[Rd] allocation error and high CPU usage from kworker and migration: memory fragmentation?

Sat Mar 15 18:53:39 CET 2014

Hi,

I'm new to this list (and R), but my impression is that this question is 
more appropriate here than R-help. I hope that is right.

I'm having several issues with the performance of an R script. 
Occasionally it crashes with the well-known 'Error: cannot allocate 
vector of size X' (this past time it was 4.8 Gb). When it doesn't crash, 
CPU usage frequently drops quite low (often to 0) with high migration/X 
usage. Adding the 'last CPU used' field to top indicates that the R 
process is hopping from core to core quite frequently. Using taskset to 
set an affinity to one core results in CPU usage more typically in the 
40-60% range with no migration/X usage. But the core starts sharing time 
with a kworker task. renice'ing doesn't seem to change anything. If I 
had to guess, I would think that the kworker task is from R trying to 
re-arrange things in memory to make space for my large objects.

2 machines:
   - 128 and 256 GiB RAM,
   - dual processor Xeons (16 cores + hyperthreading, 32 total 'cores'),
   - Ubuntu 13.10 and 13.04 (both 64 bit),
   - R 3.0.2,
   - data.table 1.8.11 (svn r1129).*

Data: We have main fact tables stored in about 1000 R data files that 
range up to 3 GiB in size on disk; so up to like 50 GiB in RAM.

Questions:
   - Why is R skipping around cores so much? I've never seen that happen 
before with other R scripts or with other statistical software. Is it 
something I'm doing?
   - When I set the affinity of R to one core, why is there so much 
kworker activity? It seems obvious that it is the R script generating 
this kworker activity on the same core. I'm guessing this is R trying to 
recover from memory fragmentation?
   - I suspect a lot of my problem is from the merges. If I did that in 
one line, would this help at all?
     move <- merge(merge(move, upc, by=c('upc')), parent, by=c('store', 
'year'))
     * other strategies to improve merge performance?
   - If this is a memory fragmentation issue, is there a way to get 
lapply to allocate not just pointers to the data.tables that will be 
allocated, but to (over)allocate the data.tables themselves. The final 
list should be about 1000 data.tables long with each data.table no 
larger than 6000x4.

I've used data.table in a similar strategy to build lists like this 
before without issue from the same data. I'm not sure what is different 
about this code compared to my other code. Perhaps the merging?
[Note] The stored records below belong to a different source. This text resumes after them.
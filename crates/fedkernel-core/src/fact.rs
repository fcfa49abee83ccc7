//! Extracted symbol/reference facts, as emitted by the external fact
//! extraction collaborator for one repository snapshot.
//!
//! A batch is the complete fact set for the files it declares; the
//! ingestor validates internal consistency (see the snapshot plan builder
//! in fedkernel-store) and reports the offending record on failure.

use serde::{Deserialize, Serialize};

use crate::node::Span;

/// Reference to a node declared in the same batch, or already live in the
/// graph, by its identity fields.
#[derive(Debug, Clone, PartialEq, Eq, Hash, Serialize, Deserialize)]
pub struct NodeRef {
    pub file_path: String,
    pub name: String,
    pub kind: String,
}

fn default_link_kind() -> String {
    "references".to_string()
}

fn default_weight() -> f64 {
    1.0
}

/// One extracted fact.
#[derive(Debug, Clone, Serialize, Deserialize)]
#[serde(tag = "type", rename_all = "snake_case")]
pub enum Fact {
    /// A file exists in this snapshot. Declaring a file makes the batch
    /// authoritative for it: prior nodes absent from the batch are
    /// tombstoned.
    FileDeclared { file_path: String },

    /// A symbol declared inside a file of this snapshot.
    NodeDeclared {
        file_path: String,
        name: String,
        kind: String,
        #[serde(default)]
        span: Option<Span>,
    },

    /// A reference from a node in this snapshot to a symbol in some
    /// repository, which may not be ingested yet.
    LinkDeclared {
        from: NodeRef,
        target_owner: String,
        target_repo: String,
        target_symbol: String,
        #[serde(default)]
        hint_path: Option<String>,
        #[serde(default = "default_link_kind")]
        kind: String,
        #[serde(default = "default_weight")]
        weight: f64,
        #[serde(default)]
        notes: String,
    },
}

#[cfg(test)]
mod tests {
    use super::*;

    #[test]
    fn facts_use_snake_case_tags() {
        let fact: Fact = serde_json::from_str(
            r#"{"type": "node_declared", "file_path": "f.py", "name": "foo", "kind": "function"}"#,
        )
        .unwrap();
        match fact {
            Fact::NodeDeclared { name, span, .. } => {
                assert_eq!(name, "foo");
                assert!(span.is_none());
            }
            other => panic!("unexpected fact: {other:?}"),
        }
    }

    #[test]
    fn link_declared_defaults() {
        let fact: Fact = serde_json::from_str(
            r#"{
                "type": "link_declared",
                "from": {"file_path": "f.py", "name": "foo", "kind": "function"},
                "target_owner": "acme",
                "target_repo": "util",
                "target_symbol": "helper"
            }"#,
        )
        .unwrap();
        match fact {
            Fact::LinkDeclared {
                kind,
                weight,
                notes,
                hint_path,
                ..
            } => {
                assert_eq!(kind, "references");
                assert_eq!(weight, 1.0);
                assert!(notes.is_empty());
                assert!(hint_path.is_none());
            }
            other => panic!("unexpected fact: {other:?}"),
        }
    }
}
The gist of the R code is pretty basic (modified for simplicity). The 
action is all happening in the reduction_function and lapply. I keep 
reassigning to move to try to indicate to R that it can gc the previous 
object referenced by move.

library(data.table)
library(lubridate)
# imports several data.tables, total 730 MiB
load(UPC) # provides PL_flag data.table
load(STORES) # and parent data.table
timevar = 'month'
by=c('retailer', 'month')
save.dir='/tmp/R_cache'
each.parent <- rbindlist(lapply(sort(list.files(MOVEMENT, full.names=T),
                                     reduction_function, upc=PL_flag,
                                     parent=parent, timevar=timevar, by=by))

reduction_function <- function(filename, upc, parent, timevar, by, 
save.dir=NA) {
     load(filename) # imports move a potentially large data.table 
(memory size 10 MiB-50 GiB)
     move[, c(timevar, 'year') := list(floor_date(week_end, unit=timevar),
                                       year(week_end))]
     move <- merge(move, upc, by=c('upc')) # adds is_PL column, a boolean
     move <- merge(move, parent, by=c('store', 'year') # adds parent 
column, an integer
     setkeyv(move, by)
     # this reduces move to a data.table with at most 6000 rows, but 
always 4 columns
     move <- move[, list(revenue=sum(price*units), 
revenue_PL=sum(price*units*is_PL)),
                keyby=by]
     move[, category := gsub(search, replace, filename)]
     return(move)
}

-- 
James Sams
sams.james at gmail.com